A candy-coloured boarding school caper which elevates queer joy and whimsy, but underscored by bite and depth, screening at this year's BFI Flare: London LGBTQIA+ Film Festival

By Jamie Tabberer

Esihle Ndleleni in Black Burns Fast at school with hearts in her eyes, denoted via handheld props: sticks with hearts on the end
Esihle Ndleleni in Black Burns Fast (Image: Press)

Unpopular opinion: I may be the only LGBTQ journalist alive who doesn’t love Heartstopper.
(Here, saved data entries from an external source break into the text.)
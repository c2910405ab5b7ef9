pub mod fqconfig;
pub mod packetgen;

#[cfg(test)]
mod test;
use serde::{Deserialize, Serialize};

use super::queue_config::QueueConfig;
use super::{
    DEFAULT_MARK_VALUE, DEFAULT_NUMBER_OF_QUEUES, DEFAULT_QUEUE_SEPARATION, DEFAULT_QUEUE_SIZE,
    DEFAULT_QUEUE_START,
};

/// 队列分配参数；缺省字段取默认配置。
#[derive(Debug, Clone, PartialEq, Eq, Serialize, Deserialize)]
#[serde(default)]
pub struct QueueConfigParams {
    pub queue_separation: bool,
    pub mark_value: u32,
    pub queue_start: u16,
    /// 每类 network 队列数
    pub network_queues: u16,
    /// 每类 application 队列数
    pub application_queues: u16,
    pub network_queue_size: u32,
    pub application_queue_size: u32,
}

impl Default for QueueConfigParams {
    fn default() -> Self {
        Self {
            queue_separation: DEFAULT_QUEUE_SEPARATION,
            mark_value: DEFAULT_MARK_VALUE,
            queue_start: DEFAULT_QUEUE_START,
            network_queues: DEFAULT_NUMBER_OF_QUEUES,
            application_queues: DEFAULT_NUMBER_OF_QUEUES,
            network_queue_size: DEFAULT_QUEUE_SIZE,
            application_queue_size: DEFAULT_QUEUE_SIZE,
        }
    }
}

impl QueueConfigParams {
    pub fn build(&self) -> QueueConfig {
        QueueConfig::new(
            self.queue_separation,
            self.mark_value,
            self.queue_start,
            self.network_queues,
            self.application_queues,
            self.network_queue_size,
            self.application_queue_size,
        )
    }
}
use serde_json::Value;
use std::process::Command;

fn run_fqconfig(args: &[&str]) -> Value {
    let output = Command::new(env!("CARGO_BIN_EXE_fqconfig"))
        .args(args)
        .output()
        .expect("run fqconfig");
    assert!(
        output.status.success(),
        "fqconfig failed: stderr={}",
        String::from_utf8_lossy(&output.stderr)
    );
    let stdout = String::from_utf8_lossy(&output.stdout);
    serde_json::from_str(stdout.trim()).expect("stdout must be JSON")
}

#[test]
fn fqconfig_defaults_print_separated_ranges() {
    let v = run_fqconfig(&[]);
    assert_eq!(v["queue_separation"], true);
    assert_eq!(v["mark_value"], 0x1111);
    assert_eq!(v["application_queue_syn"], "0:3");
    assert_eq!(v["application_queue_ack"], "4:7");
    assert_eq!(v["application_queue_svc"], "8:11");
    assert_eq!(v["network_queue_syn"], "12:15");
    assert_eq!(v["network_queue_ack"], "16:19");
    assert_eq!(v["network_queue_svc"], "20:23");
    assert_eq!(v["num_application_queues"], 12);
    assert_eq!(v["num_network_queues"], 12);
    assert_eq!(v["network_queue_size"], 500);
}

#[test]
fn fqconfig_no_separation_aliases_ranges() {
    let v = run_fqconfig(&["--no-separation", "--queue-start", "100", "--network-queues", "2"]);
    assert_eq!(v["queue_separation"], false);
    assert_eq!(v["application_queue_syn"], "100:103");
    assert_eq!(v["application_queue_svc"], "100:103");
    assert_eq!(v["network_queue_syn"], "104:105");
    assert_eq!(v["network_queue_ack"], "104:105");
    assert_eq!(v["network_queue_start"], 104);
}

#[test]
fn fqconfig_params_json_overrides_flags() {
    let v = run_fqconfig(&[
        "--mark",
        "1",
        "--params",
        r#"{ "mark_value": 4660, "application_queues": 1, "network_queues": 1 }"#,
    ]);
    assert_eq!(v["mark_value"], 4660);
    assert_eq!(v["application_queue_syn"], "0:0");
    assert_eq!(v["network_queue_svc"], "5:5");
}

#[test]
fn fqconfig_rejects_malformed_params() {
    let output = Command::new(env!("CARGO_BIN_EXE_fqconfig"))
        .args(["--params", "{ not json"])
        .output()
        .expect("run fqconfig");
    assert!(!output.status.success());
}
The lovely Love, Simon and the frothy Sex Education, with its bawdy, sexually honest edge, were the balm I needed after decades of LGBTQ content steeped in sorrow. Although Heartstopper defined the shift, it was always a little too idealised for this writer, teasing an adolescence unrecognisable to most queer people over 30.

If it was fleetingly true to life for some, I fear it’s now already a time capsule – if rarified parts of the world did reach safer-than-ever status for young queers between Trump terms, then, in the UK at least, with the rise of Reform, that world of possibility already feels painfully out of reach.

Teen comedy Black Burns Fast, with its high velocity feel-good factor and stylistic gloss, is the new tonic we need. It made me laugh out loud in its first 30 seconds. It’s a flighty, silly, absurdly funny and fairly simple story about a schoolgirl coming out as gay. But it resists the twee and serves socially conscious bite in spades.

It is saturated not only with hand-drawn Heartstopper-style doodles, but also with charmingly rudimentary special effects and physical props, like when 17-year-old Luthando (a vivacious Esihle Ndleleni) clocks the object of her lesbian affection in class, and literal props – handheld hearts on sticks – obscure her eyes.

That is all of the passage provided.